*** Opening LISTED ENTRIES ***
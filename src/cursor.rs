//! Cursor Module
//!
//! Lazy, forward-only streaming of query results.
//!
//! ## Lifecycle
//! ```text
//!  Pending ──first next()──▶ QUERY ──▶ Open ──batch empty, id≠0──▶ GET_MORE
//!                                       │
//!              id = 0 / limit reached / error / drop
//!                                       ▼
//!                                     Done  (KILL_CURSORS if id≠0)
//! ```
//!
//! Only one batch is held in memory at a time. A server cursor that is still
//! open when the `Cursor` is closed or dropped is released with KILL_CURSORS;
//! that release is best-effort and its failure is only logged.
//!
//! GET_MORE and KILL_CURSORS follow the [`Route`] of the initial QUERY, so on a
//! paired link they reach the server that owns the cursor id even after the
//! pair fails over. If that connection is lost the id is forgotten locally.

use std::collections::VecDeque;

use crate::bson::Document;
use crate::error::{DriverError, Result};
use crate::network::{Link, Route};
use crate::protocol::{GetMore, KillCursors, Message, Query, QueryFlags, Reply};

#[derive(Debug, Clone, Copy, PartialEq, Eq)]
enum CursorState {
    /// Initial query not yet sent
    Pending,
    Open,
    Done,
}

/// Iterator over the documents matching a query
pub struct Cursor<'a, L: Link + ?Sized> {
    link: &'a L,
    namespace: String,
    query: Document,
    fields: Option<Document>,
    skip: i32,
    limit: i32,
    batch_size: i32,
    flags: QueryFlags,

    state: CursorState,
    /// Server that answered the initial query
    route: Route,
    cursor_id: i64,
    batch: VecDeque<Document>,
    produced: usize,
}

impl<'a, L: Link + ?Sized> Cursor<'a, L> {
    /// Prepare a query; nothing is sent until the first call to `next`
    pub fn new(link: &'a L, namespace: impl Into<String>, query: Document) -> Self {
        let mut flags = QueryFlags::empty();
        if link.slave_ok() {
            flags.insert(QueryFlags::SLAVE_OK);
        }

        Self {
            link,
            namespace: namespace.into(),
            query,
            fields: None,
            skip: 0,
            limit: 0,
            batch_size: 0,
            flags,
            state: CursorState::Pending,
            route: Route::Direct,
            cursor_id: 0,
            batch: VecDeque::new(),
            produced: 0,
        }
    }

    /// Restrict the returned fields
    pub fn fields(mut self, fields: Document) -> Self {
        self.fields = Some(fields);
        self
    }

    /// Skip documents at the start of the result set
    pub fn skip(mut self, skip: i32) -> Self {
        self.skip = skip;
        self
    }

    /// Cap the number of documents.
    ///
    /// A negative value is a hard limit: the server sends a single batch of at
    /// most `-limit` documents and the cursor closes after it.
    pub fn limit(mut self, limit: i32) -> Self {
        self.limit = limit;
        self
    }

    /// Documents to request per round trip (0 = server default)
    pub fn batch_size(mut self, batch_size: i32) -> Self {
        self.batch_size = batch_size.max(0);
        self
    }

    /// Extra query flags; slaveOk is already set when the link allows it
    pub fn flags(mut self, flags: QueryFlags) -> Self {
        self.flags = self.flags | flags;
        self
    }

    pub fn namespace(&self) -> &str {
        &self.namespace
    }

    /// Server cursor id, 0 when none is open
    pub fn cursor_id(&self) -> i64 {
        self.cursor_id
    }

    /// Documents handed out so far
    pub fn produced(&self) -> usize {
        self.produced
    }

    pub fn is_exhausted(&self) -> bool {
        self.state == CursorState::Done
    }

    /// Stop iterating and release the server cursor now
    pub fn close(mut self) {
        self.finish();
    }

    // =========================================================================
    // Internals
    // =========================================================================

    fn remaining_limit(&self) -> Option<usize> {
        (self.limit > 0).then(|| (self.limit as usize).saturating_sub(self.produced))
    }

    /// `numberToReturn` for the next request
    fn next_request_size(&self) -> i32 {
        if self.limit < 0 {
            return self.limit;
        }
        match self.remaining_limit() {
            Some(remaining) => {
                let remaining = remaining.min(i32::MAX as usize) as i32;
                if self.batch_size > 0 {
                    self.batch_size.min(remaining)
                } else {
                    remaining
                }
            }
            None => self.batch_size,
        }
    }

    fn accept(&mut self, reply: Reply) {
        self.cursor_id = reply.cursor_id;
        self.batch.extend(reply.documents);
        self.state = CursorState::Open;
    }

    fn send_query(&mut self) -> Result<()> {
        let query = Query::new(self.namespace.clone(), self.query.clone())
            .flags(self.flags)
            .skip(self.skip)
            .number_to_return(self.next_request_size())
            .fields(self.fields.clone());

        tracing::trace!("Opening cursor on {}", self.namespace);
        let (reply, route) = self.link.exchange_routed(&Message::Query(query))?;
        self.route = route;
        self.accept(reply.into_result(0)?);
        Ok(())
    }

    fn send_get_more(&mut self) -> Result<()> {
        let requested = self.cursor_id;
        let get_more = GetMore::new(self.namespace.clone(), self.next_request_size(), requested);

        tracing::trace!("GET_MORE on cursor {} ({})", requested, self.namespace);
        let reply = self
            .link
            .exchange_via(self.route, &Message::GetMore(get_more))
            .and_then(|reply| reply.into_result(requested));

        match reply {
            Ok(reply) => {
                self.accept(reply);
                Ok(())
            }
            Err(e) => {
                if matches!(e, DriverError::CursorInvalidated { .. }) || e.is_connection_failure() {
                    // Nothing left to release through this route
                    tracing::debug!("Forgetting cursor {} on {}", requested, self.namespace);
                    self.cursor_id = 0;
                }
                Err(e)
            }
        }
    }

    /// Mark done and release the server cursor if one is still open
    fn finish(&mut self) {
        self.state = CursorState::Done;
        self.batch.clear();
        self.release();
    }

    fn release(&mut self) {
        if self.cursor_id == 0 {
            return;
        }

        let cursor_id = std::mem::replace(&mut self.cursor_id, 0);
        let kill = Message::KillCursors(KillCursors::new(vec![cursor_id]));
        match self.link.submit_via(self.route, &kill) {
            Ok(()) => tracing::debug!("Released cursor {} on {}", cursor_id, self.namespace),
            Err(e) => tracing::warn!(
                "Could not release cursor {} on {}: {}",
                cursor_id,
                self.namespace,
                e
            ),
        }
    }
}

impl<L: Link + ?Sized> Iterator for Cursor<'_, L> {
    type Item = Result<Document>;

    fn next(&mut self) -> Option<Self::Item> {
        loop {
            if self.state == CursorState::Done {
                return None;
            }

            if self.remaining_limit() == Some(0) {
                self.finish();
                return None;
            }

            if let Some(document) = self.batch.pop_front() {
                self.produced += 1;
                return Some(Ok(document));
            }

            let fetched = match self.state {
                CursorState::Pending => self.send_query(),
                CursorState::Open if self.cursor_id == 0 || self.limit < 0 => {
                    self.finish();
                    return None;
                }
                CursorState::Open => self.send_get_more(),
                CursorState::Done => return None,
            };

            if let Err(e) = fetched {
                self.finish();
                return Some(Err(e));
            }
        }
    }
}

impl<L: Link + ?Sized> Drop for Cursor<'_, L> {
    fn drop(&mut self) {
        self.release();
    }
}
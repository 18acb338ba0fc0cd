//! Collection
//!
//! CRUD helpers over one namespace.
//!
//! Inserts, updates and removes are fire-and-forget at the protocol level;
//! follow them with [`Database::last_error`](crate::Database::last_error)
//! when confirmation is needed.

use crate::bson::{Document, Value};
use crate::client::{Client, Topology};
use crate::cursor::Cursor;
use crate::database::Database;
use crate::doc;
use crate::error::Result;
use crate::network::Link;
use crate::protocol::{Delete, Insert, Message, Update, UpdateFlags};

/// A named collection within a database
pub struct Collection<'a> {
    client: &'a Client,
    db_name: String,
    name: String,
}

impl<'a> Collection<'a> {
    pub(crate) fn new(client: &'a Client, db_name: &str, name: &str) -> Self {
        Self {
            client,
            db_name: db_name.to_string(),
            name: name.to_string(),
        }
    }

    pub fn name(&self) -> &str {
        &self.name
    }

    pub fn db_name(&self) -> &str {
        &self.db_name
    }

    /// Namespace string, `db.collection`
    pub fn full_name(&self) -> String {
        format!("{}.{}", self.db_name, self.name)
    }

    fn database(&self) -> Database<'a> {
        self.client.database(&self.db_name)
    }

    // =========================================================================
    // Reads
    // =========================================================================

    /// Cursor over documents matching `selector`; configure it with
    /// `limit`/`skip`/`batch_size`/`fields` before iterating
    pub fn find(&self, selector: Document) -> Cursor<'a, Topology> {
        Cursor::new(self.client.topology(), self.full_name(), selector)
    }

    /// Cursor over every document
    pub fn find_all(&self) -> Cursor<'a, Topology> {
        self.find(Document::new())
    }

    /// First document matching `selector`, if any
    pub fn find_one(&self, selector: Document) -> Result<Option<Document>> {
        let mut cursor = self.find(selector).limit(-1);
        cursor.next().transpose()
    }

    /// Number of documents matching `selector`.
    ///
    /// A missing namespace or any other command failure is an error, not 0.
    pub fn count(&self, selector: Document) -> Result<i64> {
        let response = self.database().command(doc! {
            "count" => self.name.as_str(),
            "query" => selector,
        })?;
        response.get_integer("n")
    }

    // =========================================================================
    // Writes
    // =========================================================================

    /// Insert one document, assigning an `_id` if it has none; returns the `_id`
    pub fn insert(&self, document: Document) -> Result<Value> {
        let mut ids = self.insert_many(vec![document])?;
        Ok(ids.pop().unwrap_or(Value::Null))
    }

    /// Insert several documents in one message; returns their `_id`s in order
    pub fn insert_many(&self, documents: impl IntoIterator<Item = Document>) -> Result<Vec<Value>> {
        let mut prepared = Vec::new();
        let mut ids = Vec::new();

        for mut document in documents {
            let id = match document.get("_id") {
                Some(id) => id.clone(),
                None => {
                    let id = Value::ObjectId(self.client.oid_generator().generate());
                    document.insert("_id", id.clone());
                    id
                }
            };
            ids.push(id);
            prepared.push(document);
        }

        if prepared.is_empty() {
            return Ok(ids);
        }

        tracing::trace!("Inserting {} documents into {}", prepared.len(), self.full_name());
        self.submit(Insert::new(self.full_name(), prepared))?;
        Ok(ids)
    }

    /// Update documents matching `selector`
    pub fn update(&self, selector: Document, update: Document, flags: UpdateFlags) -> Result<()> {
        self.submit(Update::new(self.full_name(), selector, update, flags))
    }

    /// Update every document matching `selector`
    pub fn update_all(&self, selector: Document, update: Document) -> Result<()> {
        self.update(selector, update, UpdateFlags::MULTI)
    }

    /// Replace the document with the same `_id`, inserting it if absent.
    ///
    /// A document without a non-null `_id` gets a fresh one and is upserted.
    /// Returns the `_id` used.
    pub fn save(&self, mut document: Document) -> Result<Value> {
        let id = match document.get("_id") {
            Some(id) if !id.is_null() => id.clone(),
            _ => {
                let id = Value::ObjectId(self.client.oid_generator().generate());
                document.insert("_id", id.clone());
                id
            }
        };

        let selector = doc! { "_id" => id.clone() };
        self.update(selector, document, UpdateFlags::UPSERT)?;
        Ok(id)
    }

    /// Remove documents matching `selector`
    pub fn remove(&self, selector: Document) -> Result<()> {
        self.submit(Delete::new(self.full_name(), selector))
    }

    fn submit(&self, message: impl Into<Message>) -> Result<()> {
        self.client.topology().submit(&message.into())
    }
}
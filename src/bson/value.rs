//! Value definitions
//!
//! A closed tagged union over every type the binary format can carry.

use super::{Document, ObjectId};

/// Element type tags as they appear on the wire
#[derive(Debug, Clone, Copy, PartialEq, Eq)]
#[repr(u8)]
pub enum ElementType {
    Double = 0x01,
    String = 0x02,
    Document = 0x03,
    Array = 0x04,
    Binary = 0x05,
    ObjectId = 0x07,
    Boolean = 0x08,
    DateTime = 0x09,
    Null = 0x0A,
    Regex = 0x0B,
    Int32 = 0x10,
    Int64 = 0x12,
    MaxKey = 0x7F,
    MinKey = 0xFF,
}

impl ElementType {
    /// Map a wire tag back to its type, `None` if unrecognized
    pub fn from_u8(tag: u8) -> Option<Self> {
        Some(match tag {
            0x01 => ElementType::Double,
            0x02 => ElementType::String,
            0x03 => ElementType::Document,
            0x04 => ElementType::Array,
            0x05 => ElementType::Binary,
            0x07 => ElementType::ObjectId,
            0x08 => ElementType::Boolean,
            0x09 => ElementType::DateTime,
            0x0A => ElementType::Null,
            0x0B => ElementType::Regex,
            0x10 => ElementType::Int32,
            0x12 => ElementType::Int64,
            0x7F => ElementType::MaxKey,
            0xFF => ElementType::MinKey,
            _ => return None,
        })
    }
}

/// Binary blob with its subtype tag
#[derive(Debug, Clone, PartialEq, Eq)]
pub struct Binary {
    pub subtype: u8,
    pub bytes: Vec<u8>,
}

impl Binary {
    pub const GENERIC: u8 = 0x00;
    pub const FUNCTION: u8 = 0x01;
    pub const BINARY_OLD: u8 = 0x02;
    pub const UUID: u8 = 0x03;
    pub const MD5: u8 = 0x05;
    pub const USER_DEFINED: u8 = 0x80;

    /// Generic (subtype 0) binary
    pub fn new(bytes: impl Into<Vec<u8>>) -> Self {
        Self::with_subtype(Self::GENERIC, bytes)
    }

    pub fn with_subtype(subtype: u8, bytes: impl Into<Vec<u8>>) -> Self {
        Self {
            subtype,
            bytes: bytes.into(),
        }
    }
}

/// Regular expression: pattern plus option letters
#[derive(Debug, Clone, PartialEq, Eq)]
pub struct Regex {
    pub pattern: String,
    pub options: String,
}

impl Regex {
    pub fn new(pattern: impl Into<String>, options: impl Into<String>) -> Self {
        Self {
            pattern: pattern.into(),
            options: options.into(),
        }
    }
}

/// A single value inside a document
#[derive(Debug, Clone, PartialEq)]
pub enum Value {
    Double(f64),
    String(String),
    Document(Document),
    Array(Vec<Value>),
    Binary(Binary),
    ObjectId(ObjectId),
    Boolean(bool),
    /// Milliseconds since the Unix epoch
    DateTime(i64),
    Null,
    Regex(Regex),
    Int32(i32),
    Int64(i64),
    MinKey,
    MaxKey,
}

impl Value {
    /// The wire tag this value is encoded with
    pub fn element_type(&self) -> ElementType {
        match self {
            Value::Double(_) => ElementType::Double,
            Value::String(_) => ElementType::String,
            Value::Document(_) => ElementType::Document,
            Value::Array(_) => ElementType::Array,
            Value::Binary(_) => ElementType::Binary,
            Value::ObjectId(_) => ElementType::ObjectId,
            Value::Boolean(_) => ElementType::Boolean,
            Value::DateTime(_) => ElementType::DateTime,
            Value::Null => ElementType::Null,
            Value::Regex(_) => ElementType::Regex,
            Value::Int32(_) => ElementType::Int32,
            Value::Int64(_) => ElementType::Int64,
            Value::MinKey => ElementType::MinKey,
            Value::MaxKey => ElementType::MaxKey,
        }
    }

    /// Human readable type name, used in error messages
    pub fn type_name(&self) -> &'static str {
        match self {
            Value::Double(_) => "double",
            Value::String(_) => "string",
            Value::Document(_) => "document",
            Value::Array(_) => "array",
            Value::Binary(_) => "binary",
            Value::ObjectId(_) => "objectId",
            Value::Boolean(_) => "bool",
            Value::DateTime(_) => "date",
            Value::Null => "null",
            Value::Regex(_) => "regex",
            Value::Int32(_) => "int32",
            Value::Int64(_) => "int64",
            Value::MinKey => "minKey",
            Value::MaxKey => "maxKey",
        }
    }

    // =========================================================================
    // Strict accessors (no coercion)
    // =========================================================================

    pub fn as_str(&self) -> Option<&str> {
        match self {
            Value::String(s) => Some(s),
            _ => None,
        }
    }

    pub fn as_i32(&self) -> Option<i32> {
        match self {
            Value::Int32(v) => Some(*v),
            _ => None,
        }
    }

    pub fn as_i64(&self) -> Option<i64> {
        match self {
            Value::Int64(v) => Some(*v),
            _ => None,
        }
    }

    pub fn as_f64(&self) -> Option<f64> {
        match self {
            Value::Double(v) => Some(*v),
            _ => None,
        }
    }

    pub fn as_bool(&self) -> Option<bool> {
        match self {
            Value::Boolean(v) => Some(*v),
            _ => None,
        }
    }

    pub fn as_document(&self) -> Option<&Document> {
        match self {
            Value::Document(d) => Some(d),
            _ => None,
        }
    }

    pub fn as_array(&self) -> Option<&[Value]> {
        match self {
            Value::Array(items) => Some(items),
            _ => None,
        }
    }

    pub fn as_binary(&self) -> Option<&Binary> {
        match self {
            Value::Binary(b) => Some(b),
            _ => None,
        }
    }

    pub fn as_object_id(&self) -> Option<ObjectId> {
        match self {
            Value::ObjectId(oid) => Some(*oid),
            _ => None,
        }
    }

    pub fn is_null(&self) -> bool {
        matches!(self, Value::Null)
    }

    // =========================================================================
    // Explicit numeric coercions
    // =========================================================================

    /// Any numeric variant as an i64, only if no information is lost.
    ///
    /// Doubles qualify when they are integral and within range; servers
    /// commonly report counts as doubles.
    pub fn to_i64_lossless(&self) -> Option<i64> {
        match self {
            Value::Int32(v) => Some(i64::from(*v)),
            Value::Int64(v) => Some(*v),
            Value::Double(v) => {
                let in_range = *v >= i64::MIN as f64 && *v < i64::MAX as f64;
                (v.fract() == 0.0 && in_range).then_some(*v as i64)
            }
            _ => None,
        }
    }

    /// Any numeric variant widened to f64
    pub fn to_f64(&self) -> Option<f64> {
        match self {
            Value::Int32(v) => Some(f64::from(*v)),
            Value::Int64(v) => Some(*v as f64),
            Value::Double(v) => Some(*v),
            _ => None,
        }
    }
}

// =============================================================================
// Conversions into Value
// =============================================================================

impl From<f64> for Value {
    fn from(v: f64) -> Self {
        Value::Double(v)
    }
}

impl From<i32> for Value {
    fn from(v: i32) -> Self {
        Value::Int32(v)
    }
}

impl From<i64> for Value {
    fn from(v: i64) -> Self {
        Value::Int64(v)
    }
}

impl From<bool> for Value {
    fn from(v: bool) -> Self {
        Value::Boolean(v)
    }
}

impl From<&str> for Value {
    fn from(v: &str) -> Self {
        Value::String(v.to_string())
    }
}

impl From<String> for Value {
    fn from(v: String) -> Self {
        Value::String(v)
    }
}

impl From<Document> for Value {
    fn from(v: Document) -> Self {
        Value::Document(v)
    }
}

impl From<ObjectId> for Value {
    fn from(v: ObjectId) -> Self {
        Value::ObjectId(v)
    }
}

impl From<Binary> for Value {
    fn from(v: Binary) -> Self {
        Value::Binary(v)
    }
}

impl From<Regex> for Value {
    fn from(v: Regex) -> Self {
        Value::Regex(v)
    }
}

impl<T: Into<Value>> From<Vec<T>> for Value {
    fn from(items: Vec<T>) -> Self {
        Value::Array(items.into_iter().map(Into::into).collect())
    }
}

impl<T: Into<Value>> From<Option<T>> for Value {
    fn from(v: Option<T>) -> Self {
        v.map(Into::into).unwrap_or(Value::Null)
    }
}
//! Object identifiers
//!
//! ## Layout
//! ```text
//! ┌────────────────┬──────────────┬─────────────┬──────────────┐
//! │ seconds (4 BE) │ machine (3)  │ process (2) │ counter (3)  │
//! └────────────────┴──────────────┴─────────────┴──────────────┘
//! ```
//!
//! Timestamp and counter are big-endian so that byte order follows
//! generation order.

use std::fmt;
use std::str::FromStr;
use std::sync::atomic::{AtomicU32, Ordering};
use std::time::{SystemTime, UNIX_EPOCH};

use crate::error::{DriverError, Result};

/// 12-byte object identifier
#[derive(Clone, Copy, PartialEq, Eq, PartialOrd, Ord, Hash)]
pub struct ObjectId([u8; 12]);

impl ObjectId {
    pub const LEN: usize = 12;

    pub const fn from_bytes(bytes: [u8; 12]) -> Self {
        Self(bytes)
    }

    pub const fn bytes(&self) -> [u8; 12] {
        self.0
    }

    /// Creation time in seconds since the Unix epoch
    pub fn timestamp(&self) -> u32 {
        u32::from_be_bytes([self.0[0], self.0[1], self.0[2], self.0[3]])
    }

    pub fn to_hex(&self) -> String {
        self.0.iter().map(|b| format!("{:02x}", b)).collect()
    }

    /// Parse the 24-character hex form
    pub fn parse_str(s: &str) -> Result<Self> {
        if s.len() != 24 || !s.is_ascii() {
            return Err(DriverError::Config(format!(
                "invalid ObjectId '{}': expected 24 hex characters",
                s
            )));
        }

        let mut bytes = [0u8; 12];
        for (i, byte) in bytes.iter_mut().enumerate() {
            *byte = u8::from_str_radix(&s[i * 2..i * 2 + 2], 16)
                .map_err(|e| DriverError::Config(format!("invalid ObjectId '{}': {}", s, e)))?;
        }
        Ok(Self(bytes))
    }
}

impl fmt::Display for ObjectId {
    fn fmt(&self, f: &mut fmt::Formatter<'_>) -> fmt::Result {
        f.write_str(&self.to_hex())
    }
}

impl fmt::Debug for ObjectId {
    fn fmt(&self, f: &mut fmt::Formatter<'_>) -> fmt::Result {
        write!(f, "ObjectId(\"{}\")", self.to_hex())
    }
}

impl FromStr for ObjectId {
    type Err = DriverError;

    fn from_str(s: &str) -> Result<Self> {
        Self::parse_str(s)
    }
}

// =============================================================================
// Generator
// =============================================================================

/// Mints object identifiers.
///
/// Construct one per process (or per client) and share it through an `Arc`;
/// the counter is atomic so `generate` is safe from any number of threads.
/// Two generators in the same process only stay collision-free because their
/// counters start at different points, so prefer sharing a single instance.
pub struct OidGenerator {
    machine: [u8; 3],
    process: [u8; 2],
    counter: AtomicU32,
}

impl OidGenerator {
    const COUNTER_MASK: u32 = 0x00FF_FFFF;

    /// Identify this host by a hash of its name and this process by its pid
    pub fn new() -> Self {
        let host = hostname::get()
            .map(|name| name.to_string_lossy().into_owned())
            .unwrap_or_else(|_| "localhost".to_string());
        let machine = crc32fast::hash(host.as_bytes()).to_be_bytes();
        let pid = (std::process::id() & 0xFFFF) as u16;

        tracing::debug!("ObjectId generator for host {} (pid {})", host, pid);

        Self::with_identity([machine[1], machine[2], machine[3]], pid, initial_counter())
    }

    /// Build a generator with explicit machine/process bytes and counter seed
    pub fn with_identity(machine: [u8; 3], process: u16, counter: u32) -> Self {
        Self {
            machine,
            process: process.to_be_bytes(),
            counter: AtomicU32::new(counter & Self::COUNTER_MASK),
        }
    }

    /// Generate an identifier stamped with the current time
    pub fn generate(&self) -> ObjectId {
        let seconds = SystemTime::now()
            .duration_since(UNIX_EPOCH)
            .map(|d| d.as_secs() as u32)
            .unwrap_or(0);
        self.generate_at(seconds)
    }

    /// Generate an identifier with an explicit timestamp
    pub fn generate_at(&self, seconds: u32) -> ObjectId {
        let count = self.counter.fetch_add(1, Ordering::Relaxed) & Self::COUNTER_MASK;
        let count = count.to_be_bytes();

        let mut bytes = [0u8; 12];
        bytes[0..4].copy_from_slice(&seconds.to_be_bytes());
        bytes[4..7].copy_from_slice(&self.machine);
        bytes[7..9].copy_from_slice(&self.process);
        bytes[9..12].copy_from_slice(&count[1..4]);
        ObjectId(bytes)
    }
}

impl Default for OidGenerator {
    fn default() -> Self {
        Self::new()
    }
}

fn initial_counter() -> u32 {
    SystemTime::now()
        .duration_since(UNIX_EPOCH)
        .map(|d| d.subsec_nanos())
        .unwrap_or(0)
}
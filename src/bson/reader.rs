//! Bounds-checked little-endian reader over a byte slice
//!
//! Shared by the document codec and the message decoder. Every read checks
//! the remaining length first, so malformed input can never index past the
//! end of the slice.

use std::fmt;

/// Why a read could not be satisfied
#[derive(Debug, Clone, PartialEq, Eq)]
pub(crate) enum ReadError {
    Truncated { needed: usize, available: usize },
    Unterminated,
    InvalidUtf8,
}

impl fmt::Display for ReadError {
    fn fmt(&self, f: &mut fmt::Formatter<'_>) -> fmt::Result {
        match self {
            ReadError::Truncated { needed, available } => write!(
                f,
                "truncated input: needed {} bytes, {} available",
                needed, available
            ),
            ReadError::Unterminated => write!(f, "missing NUL terminator"),
            ReadError::InvalidUtf8 => write!(f, "invalid UTF-8"),
        }
    }
}

pub(crate) type ReadResult<T> = std::result::Result<T, ReadError>;

pub(crate) struct ByteReader<'a> {
    bytes: &'a [u8],
    position: usize,
}

impl<'a> ByteReader<'a> {
    pub(crate) fn new(bytes: &'a [u8]) -> Self {
        Self { bytes, position: 0 }
    }

    pub(crate) fn remaining(&self) -> usize {
        self.bytes.len() - self.position
    }

    pub(crate) fn is_empty(&self) -> bool {
        self.remaining() == 0
    }

    /// Unread part of the input
    pub(crate) fn rest(&self) -> &'a [u8] {
        &self.bytes[self.position..]
    }

    pub(crate) fn advance(&mut self, count: usize) -> ReadResult<()> {
        self.take(count).map(|_| ())
    }

    pub(crate) fn take(&mut self, count: usize) -> ReadResult<&'a [u8]> {
        if count > self.remaining() {
            return Err(ReadError::Truncated {
                needed: count,
                available: self.remaining(),
            });
        }
        let slice = &self.bytes[self.position..self.position + count];
        self.position += count;
        Ok(slice)
    }

    pub(crate) fn read_array<const N: usize>(&mut self) -> ReadResult<[u8; N]> {
        let mut out = [0u8; N];
        out.copy_from_slice(self.take(N)?);
        Ok(out)
    }

    pub(crate) fn read_u8(&mut self) -> ReadResult<u8> {
        Ok(self.take(1)?[0])
    }

    pub(crate) fn read_i32(&mut self) -> ReadResult<i32> {
        self.read_array().map(i32::from_le_bytes)
    }

    pub(crate) fn read_i64(&mut self) -> ReadResult<i64> {
        self.read_array().map(i64::from_le_bytes)
    }

    pub(crate) fn read_f64(&mut self) -> ReadResult<f64> {
        self.read_array().map(f64::from_le_bytes)
    }

    /// NUL-terminated UTF-8 string; the terminator is consumed but not returned
    pub(crate) fn read_cstring(&mut self) -> ReadResult<&'a str> {
        let rest = self.rest();
        let end = rest
            .iter()
            .position(|&b| b == 0)
            .ok_or(ReadError::Unterminated)?;
        let text = std::str::from_utf8(&rest[..end]).map_err(|_| ReadError::InvalidUtf8)?;
        self.position += end + 1;
        Ok(text)
    }
}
*** Closing LISTED ENTRIES ***
Show a copy of each line from the records above in which the string "matches" occurs.

                if matches!(e, DriverError::CursorInvalidated { .. }) || e.is_connection_failure() {
        matches!(self, Value::Null)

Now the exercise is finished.